As Reporters Without Borders said in a statement, ‘The security forces are denying journalists access to the camp to hide abuses committed against civilians. Anyone trying to take photographs of the clashes is being attacked in a systematic and targeted fashion.’
However, put simply, the story of Camp Ashraf is not one of one man’s family, but that of an entire nation’s hope for change, democratic change in Iran, where people can enjoy the freedoms that I have enjoyed in my life in the UK. From a personal point of view it is the reaction of the US and UK which has disappointed me more than anything else. I expect nothing from an Iraqi leadership led by Nouri Al-Maliki, whose allegiances lie with the Iranian regime and not with his own people.

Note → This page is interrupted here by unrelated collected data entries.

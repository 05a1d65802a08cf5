use serde::{Deserialize, Serialize};
use std::collections::HashMap;

#[derive(Debug, Clone, Copy, PartialEq, Eq, Hash, Serialize, Deserialize)]
#[serde(rename_all = "snake_case")]
pub enum DossierType {
    Location,
    Organization,
    Group,
    Topic,
    Person,
}

impl DossierType {
    pub fn as_str(&self) -> &'static str {
        match self {
            DossierType::Location => "location",
            DossierType::Organization => "organization",
            DossierType::Group => "group",
            DossierType::Topic => "topic",
            DossierType::Person => "person",
        }
    }

    pub fn parse(s: &str) -> Option<DossierType> {
        match s {
            "location" => Some(DossierType::Location),
            "organization" => Some(DossierType::Organization),
            "group" => Some(DossierType::Group),
            "topic" => Some(DossierType::Topic),
            "person" => Some(DossierType::Person),
            _ => None,
        }
    }
}

/// An org-private tracked subject. Statistics are derived from the global
/// event stream by the matcher and are never hand-edited.
#[derive(Debug, Clone, Serialize, Deserialize)]
pub struct Dossier {
    pub id: String,
    pub org_id: String,
    pub name: String,
    pub dossier_type: DossierType,
    pub description: String,
    pub aliases: Vec<String>,
    pub tags: Vec<String>,
    pub notes: String,
    /// Optional anchor coordinate for location dossiers (25 km match radius).
    pub known_lat: Option<f64>,
    pub known_lon: Option<f64>,
    pub event_count: i64,
    pub last_event_at: Option<String>,
    pub count_7d: i64,
    pub count_30d: i64,
    pub category_breakdown: HashMap<String, i64>,
    pub sentiment_breakdown: HashMap<String, i64>,
    pub created_at: String,
    pub updated_at: String,
}

#[derive(Debug, Deserialize)]
pub struct CreateDossierRequest {
    pub name: String,
    pub dossier_type: DossierType,
    #[serde(default)]
    pub description: String,
    #[serde(default)]
    pub aliases: Vec<String>,
    #[serde(default)]
    pub tags: Vec<String>,
    #[serde(default)]
    pub notes: String,
    pub known_lat: Option<f64>,
    pub known_lon: Option<f64>,
}

#[derive(Debug, Deserialize)]
pub struct UpdateDossierRequest {
    pub name: String,
    #[serde(default)]
    pub description: String,
    #[serde(default)]
    pub aliases: Vec<String>,
    #[serde(default)]
    pub tags: Vec<String>,
    #[serde(default)]
    pub notes: String,
    pub known_lat: Option<f64>,
    pub known_lon: Option<f64>,
}

#[derive(Debug, Clone, Copy, PartialEq, Eq, Serialize, Deserialize)]
#[serde(rename_all = "snake_case")]
pub enum WatchlistPriority {
    Low,
    Medium,
    High,
    Critical,
}

impl WatchlistPriority {
    pub fn as_str(&self) -> &'static str {
        match self {
            WatchlistPriority::Low => "low",
            WatchlistPriority::Medium => "medium",
            WatchlistPriority::High => "high",
            WatchlistPriority::Critical => "critical",
        }
    }

    pub fn parse(s: &str) -> Option<WatchlistPriority> {
        match s {
            "low" => Some(WatchlistPriority::Low),
            "medium" => Some(WatchlistPriority::Medium),
            "high" => Some(WatchlistPriority::High),
            "critical" => Some(WatchlistPriority::Critical),
            _ => None,
        }
    }
}

/// An org-private named collection of dossiers.
#[derive(Debug, Clone, Serialize, Deserialize)]
pub struct Watchlist {
    pub id: String,
    pub org_id: String,
    pub user_id: Option<String>,
    pub name: String,
    pub priority: WatchlistPriority,
    pub dossier_ids: Vec<String>,
    pub created_at: String,
}

#[derive(Debug, Deserialize)]
pub struct CreateWatchlistRequest {
    pub name: String,
    #[serde(default = "default_priority")]
    pub priority: WatchlistPriority,
    #[serde(default)]
    pub dossier_ids: Vec<String>,
}

#[derive(Debug, Deserialize)]
pub struct UpdateWatchlistRequest {
    pub name: String,
    pub priority: WatchlistPriority,
    #[serde(default)]
    pub dossier_ids: Vec<String>,
}

fn default_priority() -> WatchlistPriority {
    WatchlistPriority::Medium
}
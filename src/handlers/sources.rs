use axum::{
    Json,
    extract::{Path, State},
    http::StatusCode,
    response::IntoResponse,
};

use crate::AppState;
use crate::auth::AdminKey;
use crate::error::ApiError;
use crate::models::source::{CreateSourceRequest, UpdateSourceRequest};

fn validate_url(url: &str) -> Result<(), ApiError> {
    if !url.starts_with("http://") && !url.starts_with("https://") {
        return Err(ApiError::Validation("url must be http(s)".to_string()));
    }
    Ok(())
}

fn validate_trust(trust: f64) -> Result<(), ApiError> {
    if !(0.0..=1.0).contains(&trust) {
        return Err(ApiError::Validation("trust must be in [0,1]".to_string()));
    }
    Ok(())
}

pub async fn list_sources(
    State(state): State<AppState>,
    _admin: AdminKey,
) -> Result<impl IntoResponse, ApiError> {
    let sources = state.store.list_sources()?;
    Ok(Json(serde_json::json!({ "sources": sources })))
}

pub async fn create_source(
    State(state): State<AppState>,
    _admin: AdminKey,
    Json(req): Json<CreateSourceRequest>,
) -> Result<impl IntoResponse, ApiError> {
    validate_url(&req.url)?;
    validate_trust(req.trust)?;
    let id = uuid::Uuid::new_v4().to_string();
    state.store.create_source(
        &id,
        &req.url,
        &req.name,
        req.source_type,
        req.is_active,
        req.trust,
        req.fetch_interval_mins.max(1),
    )?;
    let created = state.store.get_source(&id)?.ok_or(ApiError::NotFound)?;
    tracing::info!("source '{}' created ({})", created.name, created.url);
    Ok((StatusCode::CREATED, Json(created)))
}

pub async fn update_source(
    State(state): State<AppState>,
    _admin: AdminKey,
    Path(id): Path<String>,
    Json(req): Json<UpdateSourceRequest>,
) -> Result<impl IntoResponse, ApiError> {
    validate_url(&req.url)?;
    validate_trust(req.trust)?;
    let updated = state.store.update_source(
        &id,
        &req.url,
        &req.name,
        req.source_type,
        req.is_active,
        req.trust,
        req.fetch_interval_mins.max(1),
    )?;
    if !updated {
        return Err(ApiError::NotFound);
    }
    let source = state.store.get_source(&id)?.ok_or(ApiError::NotFound)?;
    Ok(Json(source))
}

pub async fn delete_source(
    State(state): State<AppState>,
    _admin: AdminKey,
    Path(id): Path<String>,
) -> Result<impl IntoResponse, ApiError> {
    if !state.store.delete_source(&id)? {
        return Err(ApiError::NotFound);
    }
    Ok(StatusCode::NO_CONTENT)
}
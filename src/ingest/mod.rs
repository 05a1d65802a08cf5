//! Ingest workers: per-source-type fetch loops feeding normalization,
//! enrichment, persistence, dossier matching, and realtime notification.
//! Source-fetch cycle: Idle -> Fetching -> {Parsing | CircuitOpen} ->
//! Persisting -> Enriching -> Notifying -> Idle.

pub mod rss;

use std::collections::HashMap;
use std::sync::{Arc, Mutex};
use std::time::{Duration, Instant};

use async_trait::async_trait;
use chrono::{DateTime, Utc};
use futures_util::StreamExt;
use rand::Rng;

use crate::config::IngestTuning;
use crate::enrich::Enricher;
use crate::matcher;
use crate::models::event::RawEvent;
use crate::models::source::{Source, SourceType};
use crate::realtime::{Broker, alert_matches};
use crate::store::{Store, fmt_ts, parse_ts};

/// A normalized feed entry produced by a fetcher, before enrichment.
#[derive(Debug, Clone)]
pub struct FetchedEntry {
    pub source_url: String,
    pub published_at: Option<DateTime<Utc>>,
    pub title: String,
    pub text: String,
    pub location_hint: Option<String>,
    pub raw_metadata: serde_json::Value,
}

/// Source fetcher plug-in. Implementations must be bounded-time; the worker
/// additionally wraps calls in a timeout.
#[async_trait]
pub trait SourceFetcher: Send + Sync {
    fn source_type(&self) -> SourceType;
    async fn fetch(
        &self,
        source: &Source,
        since: Option<DateTime<Utc>>,
    ) -> anyhow::Result<Vec<FetchedEntry>>;
}

const BREAKER_THRESHOLD: u32 = 5;
const BREAKER_PROBE_SECS: u64 = 600;

enum BreakerState {
    Closed { failures: u32 },
    Open { since: Instant },
}

/// Per-source circuit breaker: opens after 5 consecutive failures, lets a
/// probe through every 10 minutes.
struct CircuitBreaker {
    states: Mutex<HashMap<String, BreakerState>>,
}

impl CircuitBreaker {
    fn new() -> Self {
        Self {
            states: Mutex::new(HashMap::new()),
        }
    }

    fn allow(&self, source_id: &str) -> bool {
        let states = self.states.lock().unwrap();
        match states.get(source_id) {
            Some(BreakerState::Open { since }) => {
                since.elapsed() >= Duration::from_secs(BREAKER_PROBE_SECS)
            }
            _ => true,
        }
    }

    fn record_success(&self, source_id: &str) {
        self.states
            .lock()
            .unwrap()
            .insert(source_id.to_string(), BreakerState::Closed { failures: 0 });
    }

    fn record_failure(&self, source_id: &str) {
        let mut states = self.states.lock().unwrap();
        let state = states
            .entry(source_id.to_string())
            .or_insert(BreakerState::Closed { failures: 0 });
        match state {
            BreakerState::Closed { failures } => {
                *failures += 1;
                if *failures >= BREAKER_THRESHOLD {
                    tracing::warn!("circuit opened for source {source_id}");
                    *state = BreakerState::Open {
                        since: Instant::now(),
                    };
                }
            }
            BreakerState::Open { since } => {
                // failed half-open probe: restart the open window
                *since = Instant::now();
            }
        }
    }
}

#[derive(Debug, Default, Clone)]
pub struct IngestStats {
    pub sources_polled: usize,
    pub sources_skipped: usize,
    pub entries_seen: usize,
    pub events_created: usize,
    pub duplicates: usize,
    pub errors: usize,
}

pub struct IngestWorker {
    store: Arc<Store>,
    enricher: Arc<Enricher>,
    broker: Arc<Broker>,
    fetcher: Arc<dyn SourceFetcher>,
    tuning: IngestTuning,
    breaker: CircuitBreaker,
}

impl IngestWorker {
    pub fn new(
        store: Arc<Store>,
        enricher: Arc<Enricher>,
        broker: Arc<Broker>,
        fetcher: Arc<dyn SourceFetcher>,
        tuning: IngestTuning,
    ) -> Self {
        Self {
            store,
            enricher,
            broker,
            fetcher,
            tuning,
            breaker: CircuitBreaker::new(),
        }
    }

    pub fn source_type(&self) -> SourceType {
        self.fetcher.source_type()
    }

    /// One ingest tick: every due source of this worker's type, with bounded
    /// fetch concurrency. Entries within a source stay ordered.
    pub async fn run_once(&self) -> anyhow::Result<IngestStats> {
        let now = Utc::now();
        let sources = self.store.due_sources(self.source_type(), &fmt_ts(now))?;
        let stats = Mutex::new(IngestStats::default());

        futures_util::stream::iter(sources)
            .for_each_concurrent(self.tuning.fetch_concurrency, |source| {
                let stats = &stats;
                async move {
                    let outcome = self.process_source(&source, now).await;
                    let mut stats = stats.lock().unwrap();
                    match outcome {
                        SourceOutcome::Skipped => stats.sources_skipped += 1,
                        SourceOutcome::Failed => {
                            stats.sources_polled += 1;
                            stats.errors += 1;
                        }
                        SourceOutcome::Done(s) => {
                            stats.sources_polled += 1;
                            stats.entries_seen += s.entries_seen;
                            stats.events_created += s.events_created;
                            stats.duplicates += s.duplicates;
                            stats.errors += s.errors;
                        }
                    }
                }
            })
            .await;

        Ok(stats.into_inner().unwrap())
    }

    async fn process_source(&self, source: &Source, now: DateTime<Utc>) -> SourceOutcome {
        if !self.breaker.allow(&source.id) {
            tracing::debug!("source {} skipped: circuit open", source.id);
            return SourceOutcome::Skipped;
        }

        let since = source.last_fetched_at.as_deref().and_then(parse_ts);
        let fetch = tokio::time::timeout(
            Duration::from_secs(self.tuning.fetch_timeout_secs),
            self.fetcher.fetch(source, since),
        )
        .await;

        let entries = match fetch {
            Ok(Ok(entries)) => entries,
            Ok(Err(e)) => {
                self.breaker.record_failure(&source.id);
                let message = format!("fetch failed: {e}");
                self.record_result(source, now, Some(message.as_str()));
                tracing::warn!("source {} fetch failed: {e}", source.id);
                return SourceOutcome::Failed;
            }
            Err(_) => {
                self.breaker.record_failure(&source.id);
                self.record_result(source, now, Some("fetch timed out"));
                tracing::warn!("source {} fetch timed out", source.id);
                return SourceOutcome::Failed;
            }
        };
        self.breaker.record_success(&source.id);

        let mut stats = IngestStats::default();
        stats.entries_seen = entries.len();
        // Sequential per source: feed order is preserved.
        for entry in entries {
            match self.process_entry(source, entry, now).await {
                Ok(true) => stats.events_created += 1,
                Ok(false) => stats.duplicates += 1,
                Err(e) => {
                    stats.errors += 1;
                    tracing::warn!("source {} entry failed: {e}", source.id);
                }
            }
        }
        self.record_result(source, now, None);
        SourceOutcome::Done(stats)
    }

    /// Normalize -> persist -> enrich -> match -> notify. `EventCreated`
    /// fires only after enrichment is persisted, so observers never see a
    /// half-enriched event.
    async fn process_entry(
        &self,
        source: &Source,
        entry: FetchedEntry,
        now: DateTime<Utc>,
    ) -> anyhow::Result<bool> {
        let mut metadata = entry.raw_metadata.clone();
        let mut published_at = entry.published_at.unwrap_or(now);
        if published_at > now {
            // clock skew upstream: clamp and flag
            if let Some(map) = metadata.as_object_mut() {
                map.insert("clock_skew".into(), serde_json::json!(true));
                map.insert(
                    "original_published_at".into(),
                    serde_json::json!(fmt_ts(published_at)),
                );
            }
            published_at = now;
        }

        let raw = RawEvent {
            source_id: source.id.clone(),
            source_url: entry.source_url.clone(),
            raw_title: entry.title.clone(),
            raw_text: entry.text.clone(),
            published_at,
            location_hint: entry.location_hint.clone(),
            raw_metadata: metadata,
        };

        let upserted = self
            .with_retry(|| self.store.upsert_event(&raw, now, published_at))
            .await;
        let (event_id, is_new) = match upserted {
            Ok(v) => v,
            Err(e) => {
                self.store
                    .append_dead_letter(&source.id, &entry.source_url)?;
                return Err(e);
            }
        };
        if !is_new {
            return Ok(false);
        }

        // Enrichment never fails; subpass errors degrade to fallbacks.
        let enrichment = self.enricher.enrich(&raw, source.trust).await;
        if let Err(e) = self
            .with_retry(|| self.store.apply_enrichment(&event_id, &enrichment, Utc::now()))
            .await
        {
            self.store
                .append_dead_letter(&source.id, &entry.source_url)?;
            return Err(e);
        }

        let Some(event) = self.store.get_event(&event_id)? else {
            return Ok(true);
        };
        if let Err(e) = matcher::match_event(&self.store, &event, now) {
            tracing::warn!("dossier matching failed for {event_id}: {e}");
        }

        self.broker.publish_event(&event);
        for settings in self.store.all_org_settings()? {
            if alert_matches(&settings, &event) {
                self.broker.publish_alert(&settings.org_id, &event);
            }
        }
        Ok(true)
    }

    /// Store writes retried with exponential backoff, 3 attempts total.
    async fn with_retry<T>(
        &self,
        mut op: impl FnMut() -> anyhow::Result<T>,
    ) -> anyhow::Result<T> {
        let mut attempt = 0u32;
        loop {
            match op() {
                Ok(v) => return Ok(v),
                Err(e) => {
                    attempt += 1;
                    if attempt >= 3 {
                        return Err(e);
                    }
                    let jitter: u64 = rand::rng().random_range(0..100);
                    let delay = 200u64 * 2u64.pow(attempt) + jitter;
                    tokio::time::sleep(Duration::from_millis(delay)).await;
                }
            }
        }
    }

    fn record_result(&self, source: &Source, now: DateTime<Utc>, error: Option<&str>) {
        if let Err(e) = self
            .store
            .record_fetch_result(&source.id, &fmt_ts(now), error)
        {
            tracing::error!("recording fetch result for {} failed: {e}", source.id);
        }
    }
}

enum SourceOutcome {
    Skipped,
    Failed,
    Done(IngestStats),
}

#[cfg(test)]
mod tests {
    use super::*;

    #[test]
    fn breaker_opens_after_threshold_and_probes() {
        let breaker = CircuitBreaker::new();
        assert!(breaker.allow("s1"));
        for _ in 0..4 {
            breaker.record_failure("s1");
            assert!(breaker.allow("s1"));
        }
        breaker.record_failure("s1");
        assert!(!breaker.allow("s1"));
        // success from a later probe closes it again
        breaker.record_success("s1");
        assert!(breaker.allow("s1"));
    }

    struct StaticFetcher {
        entries: Vec<FetchedEntry>,
    }

    #[async_trait]
    impl SourceFetcher for StaticFetcher {
        fn source_type(&self) -> SourceType {
            SourceType::Rss
        }

        async fn fetch(
            &self,
            _source: &Source,
            _since: Option<DateTime<Utc>>,
        ) -> anyhow::Result<Vec<FetchedEntry>> {
            Ok(self.entries.clone())
        }
    }

    fn worker_with(entries: Vec<FetchedEntry>) -> (Arc<Store>, IngestWorker) {
        let store = Arc::new(Store::open_in_memory().unwrap());
        store
            .create_source(
                "src-1",
                "https://wire.example/feed",
                "Wire",
                SourceType::Rss,
                true,
                0.5,
                30,
            )
            .unwrap();
        let worker = IngestWorker::new(
            store.clone(),
            Arc::new(Enricher::new(None, None)),
            Arc::new(Broker::new(30)),
            Arc::new(StaticFetcher { entries }),
            IngestTuning::default(),
        );
        (store, worker)
    }

    fn entry(url: &str, title: &str, published_at: Option<DateTime<Utc>>) -> FetchedEntry {
        FetchedEntry {
            source_url: url.into(),
            published_at,
            title: title.into(),
            text: "Hundreds marched through central Brussels on Saturday to protest migration policy."
                .into(),
            location_hint: None,
            raw_metadata: serde_json::json!({}),
        }
    }

    #[tokio::test]
    async fn tick_ingests_and_enriches_new_entries() {
        let published = Utc::now() - chrono::Duration::hours(2);
        let (store, worker) = worker_with(vec![entry(
            "https://wire.example/brussels",
            "Protest in Brussels over migration policy",
            Some(published),
        )]);
        let stats = worker.run_once().await.unwrap();
        assert_eq!(stats.sources_polled, 1);
        assert_eq!(stats.events_created, 1);

        let (events, total) = store.list_events(&Default::default()).unwrap();
        assert_eq!(total, 1);
        let event = &events[0];
        assert!(event.is_enriched());
        assert_eq!(event.category.map(|c| c.as_str()), Some("protest"));
        assert!(event.entities.locations.iter().any(|l| l == "Brussels"));
        assert!(event.summary.as_deref().is_some_and(|s| !s.is_empty()));
        // fallback-only enrichment caps confidence
        assert!(event.confidence_score < 0.6);
        assert!(event.cluster_id.is_none());

        let source = store.get_source("src-1").unwrap().unwrap();
        assert!(source.last_fetched_at.is_some());
        assert!(source.last_error.is_none());
    }

    #[tokio::test]
    async fn tick_is_idempotent_across_reruns() {
        let published = Utc::now() - chrono::Duration::hours(2);
        let (store, worker) = worker_with(vec![entry(
            "https://wire.example/brussels",
            "Protest in Brussels over migration policy",
            Some(published),
        )]);
        worker.run_once().await.unwrap();
        // force the source due again
        store
            .record_fetch_result("src-1", &fmt_ts(Utc::now() - chrono::Duration::hours(2)), None)
            .unwrap();
        let stats = worker.run_once().await.unwrap();
        assert_eq!(stats.events_created, 0);
        assert_eq!(stats.duplicates, 1);
        let (_, total) = store.list_events(&Default::default()).unwrap();
        assert_eq!(total, 1);
    }

    #[tokio::test]
    async fn future_published_at_is_clamped() {
        let future = Utc::now() + chrono::Duration::hours(6);
        let (store, worker) = worker_with(vec![entry(
            "https://wire.example/skewed",
            "Protest in Brussels over migration policy",
            Some(future),
        )]);
        worker.run_once().await.unwrap();
        let (events, _) = store.list_events(&Default::default()).unwrap();
        let event = &events[0];
        assert!(event.published_at <= Utc::now());
        assert_eq!(event.metadata.get("clock_skew"), Some(&serde_json::json!(true)));
    }
}
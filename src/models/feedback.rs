use serde::{Deserialize, Serialize};
use std::collections::HashMap;

#[derive(Debug, Clone, Copy, PartialEq, Eq, Hash, Serialize, Deserialize)]
#[serde(rename_all = "snake_case")]
pub enum FeedbackType {
    Relevant,
    Irrelevant,
    Important,
    Misclassified,
}

impl FeedbackType {
    pub fn as_str(&self) -> &'static str {
        match self {
            FeedbackType::Relevant => "relevant",
            FeedbackType::Irrelevant => "irrelevant",
            FeedbackType::Important => "important",
            FeedbackType::Misclassified => "misclassified",
        }
    }

    pub fn parse(s: &str) -> Option<FeedbackType> {
        match s {
            "relevant" => Some(FeedbackType::Relevant),
            "irrelevant" => Some(FeedbackType::Irrelevant),
            "important" => Some(FeedbackType::Important),
            "misclassified" => Some(FeedbackType::Misclassified),
            _ => None,
        }
    }
}

#[derive(Debug, Clone, Serialize, Deserialize)]
pub struct EventFeedback {
    pub id: String,
    pub event_id: String,
    pub user_id: String,
    pub org_id: String,
    pub feedback_type: FeedbackType,
    pub accuracy_rating: Option<i64>,
    pub relevance_rating: Option<i64>,
    pub is_false_positive: bool,
    pub suggested_category: Option<String>,
    pub comment: String,
    pub created_at: String,
}

#[derive(Debug, Deserialize)]
pub struct SubmitFeedbackRequest {
    pub feedback_type: FeedbackType,
    /// 1-5 when present.
    pub accuracy_rating: Option<i64>,
    /// 1-5 when present.
    pub relevance_rating: Option<i64>,
    #[serde(default)]
    pub is_false_positive: bool,
    pub suggested_category: Option<String>,
    #[serde(default)]
    pub comment: String,
}

/// Per-org aggregate over feedback rows.
#[derive(Debug, Clone, Serialize)]
pub struct FeedbackStats {
    pub total: i64,
    pub by_type: HashMap<String, i64>,
    pub false_positive_rate: f64,
    pub avg_accuracy_rating: Option<f64>,
    pub avg_relevance_rating: Option<f64>,
}
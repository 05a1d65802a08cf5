use serde::{Deserialize, Serialize};
use std::collections::HashMap;

/// Per-org settings, one row per org. `GET` auto-creates the defaults,
/// `PUT` is a partial merge over the provided fields, `RESET` deletes the row.
#[derive(Debug, Clone, Serialize, Deserialize)]
pub struct OrgSettings {
    pub org_id: String,
    pub default_category_filters: Vec<String>,
    pub default_sentiment_filters: Vec<String>,
    pub default_min_relevance: f64,
    pub high_priority_threshold: f64,
    pub alert_categories: Vec<String>,
    pub alert_sentiment_types: Vec<String>,
    pub email_alerts: bool,
    pub clustering: bool,
    pub feedback: bool,
    pub audit_logging: bool,
    pub map_zoom: i64,
    pub map_center_lat: f64,
    pub map_center_lon: f64,
    pub events_per_page: i64,
    pub event_retention_days: Option<i64>,
    pub audit_retention_days: i64,
    pub focus_regions: Vec<String>,
    pub exclude_regions: Vec<String>,
    pub custom_config: HashMap<String, serde_json::Value>,
    pub updated_at: String,
}

impl OrgSettings {
    pub fn defaults(org_id: &str) -> Self {
        Self {
            org_id: org_id.to_string(),
            default_category_filters: Vec::new(),
            default_sentiment_filters: Vec::new(),
            default_min_relevance: 0.0,
            high_priority_threshold: 0.7,
            alert_categories: Vec::new(),
            alert_sentiment_types: Vec::new(),
            email_alerts: false,
            clustering: true,
            feedback: true,
            audit_logging: true,
            map_zoom: 5,
            map_center_lat: 50.85,
            map_center_lon: 4.35,
            events_per_page: 50,
            event_retention_days: None,
            audit_retention_days: 90,
            focus_regions: Vec::new(),
            exclude_regions: Vec::new(),
            custom_config: HashMap::new(),
            updated_at: String::new(),
        }
    }

    /// Merge a patch over the current values. Only provided fields change.
    /// `audit_retention_days` is floored at 30.
    pub fn apply(&mut self, patch: OrgSettingsPatch) {
        if let Some(v) = patch.default_category_filters {
            self.default_category_filters = v;
        }
        if let Some(v) = patch.default_sentiment_filters {
            self.default_sentiment_filters = v;
        }
        if let Some(v) = patch.default_min_relevance {
            self.default_min_relevance = v.clamp(0.0, 1.0);
        }
        if let Some(v) = patch.high_priority_threshold {
            self.high_priority_threshold = v.clamp(0.0, 1.0);
        }
        if let Some(v) = patch.alert_categories {
            self.alert_categories = v;
        }
        if let Some(v) = patch.alert_sentiment_types {
            self.alert_sentiment_types = v;
        }
        if let Some(v) = patch.email_alerts {
            self.email_alerts = v;
        }
        if let Some(v) = patch.clustering {
            self.clustering = v;
        }
        if let Some(v) = patch.feedback {
            self.feedback = v;
        }
        if let Some(v) = patch.audit_logging {
            self.audit_logging = v;
        }
        if let Some(v) = patch.map_zoom {
            self.map_zoom = v;
        }
        if let Some(v) = patch.map_center_lat {
            self.map_center_lat = v;
        }
        if let Some(v) = patch.map_center_lon {
            self.map_center_lon = v;
        }
        if let Some(v) = patch.events_per_page {
            self.events_per_page = v.clamp(1, 1000);
        }
        if let Some(v) = patch.event_retention_days {
            self.event_retention_days = v;
        }
        if let Some(v) = patch.audit_retention_days {
            self.audit_retention_days = v.max(30);
        }
        if let Some(v) = patch.focus_regions {
            self.focus_regions = v;
        }
        if let Some(v) = patch.exclude_regions {
            self.exclude_regions = v;
        }
        if let Some(v) = patch.custom_config {
            self.custom_config = v;
        }
    }
}

/// Partial update body for org settings. Double-Option on
/// `event_retention_days` distinguishes "leave alone" from "set to null".
#[derive(Debug, Default, Deserialize)]
pub struct OrgSettingsPatch {
    pub default_category_filters: Option<Vec<String>>,
    pub default_sentiment_filters: Option<Vec<String>>,
    pub default_min_relevance: Option<f64>,
    pub high_priority_threshold: Option<f64>,
    pub alert_categories: Option<Vec<String>>,
    pub alert_sentiment_types: Option<Vec<String>>,
    pub email_alerts: Option<bool>,
    pub clustering: Option<bool>,
    pub feedback: Option<bool>,
    pub audit_logging: Option<bool>,
    pub map_zoom: Option<i64>,
    pub map_center_lat: Option<f64>,
    pub map_center_lon: Option<f64>,
    pub events_per_page: Option<i64>,
    #[serde(default, with = "double_option")]
    pub event_retention_days: Option<Option<i64>>,
    pub audit_retention_days: Option<i64>,
    pub focus_regions: Option<Vec<String>>,
    pub exclude_regions: Option<Vec<String>>,
    pub custom_config: Option<HashMap<String, serde_json::Value>>,
}

/// Serde helper: absent field -> None, `null` -> Some(None), value -> Some(Some(v)).
mod double_option {
    use serde::{Deserialize, Deserializer};

    pub fn deserialize<'de, D>(de: D) -> Result<Option<Option<i64>>, D::Error>
    where
        D: Deserializer<'de>,
    {
        Option::<i64>::deserialize(de).map(Some)
    }
}

#[cfg(test)]
mod tests {
    use super::*;

    #[test]
    fn patch_merges_only_provided_fields() {
        let mut s = OrgSettings::defaults("org-1");
        s.apply(OrgSettingsPatch {
            high_priority_threshold: Some(0.9),
            alert_categories: Some(vec!["crime".into()]),
            ..Default::default()
        });
        assert_eq!(s.high_priority_threshold, 0.9);
        assert_eq!(s.alert_categories, vec!["crime"]);
        // untouched fields keep their defaults
        assert!(s.clustering);
        assert_eq!(s.audit_retention_days, 90);
    }

    #[test]
    fn audit_retention_floor() {
        let mut s = OrgSettings::defaults("org-1");
        s.apply(OrgSettingsPatch {
            audit_retention_days: Some(7),
            ..Default::default()
        });
        assert_eq!(s.audit_retention_days, 30);
    }

    #[test]
    fn retention_can_be_cleared() {
        let mut s = OrgSettings::defaults("org-1");
        s.apply(OrgSettingsPatch {
            event_retention_days: Some(Some(30)),
            ..Default::default()
        });
        assert_eq!(s.event_retention_days, Some(30));
        s.apply(OrgSettingsPatch {
            event_retention_days: Some(None),
            ..Default::default()
        });
        assert_eq!(s.event_retention_days, None);
    }
}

When the US-led coalition entered Iraq in 2003 I believed the future of my family and all residents was safe. Years passed and the residents were granted ‘protected persons’ status under the Fourth Geneva Convention and each and every resident was provided with a personal guarantee by the US authorities that their rights would be protected in Iraq. Shamefully, I now know that hours before last week’s attack took place US forces that were stationed inside Camp Ashraf were ordered to leave and do nothing to prevent the pending massacre of unarmed civilians.
I ask the British and US authorities a simple question: is this the Iraq for which so many of our young men and women sacrificed their lives? The entire British and US population should be appalled at the crisis now developing at Camp Ashraf. Men and women who have dedicated their lives to bringing democracy to Iran are being handed over like lambs to the slaughter to butchers in Iraq.
I personally hold the British and US governments responsible for these deaths and unless they act immediately, more innocent blood will be shed. The US are there on the ground and they must as a matter of urgency immediately take all the wounded to the US military hospital for treatment. The legal duty to protect the Camp clearly falls upon the US, who remain on the ground in Iraq; the UN, who have a presence there; and the British as a member of the US-led coalition which entered Iraq. The US and UN must immediately demand the removal of Iraqi forces from the Camp and the release of the six hostages, and further take action to reassume control over the safety and security of the Camp.
Act now and the lives of my family members may be saved, but for as long as Iraqi forces remain inside the Camp and in control of the safety and security of it I shall continue to wake every morning fearing that my family may be the next victims of Nouri Al-Maliki’s murderous regime.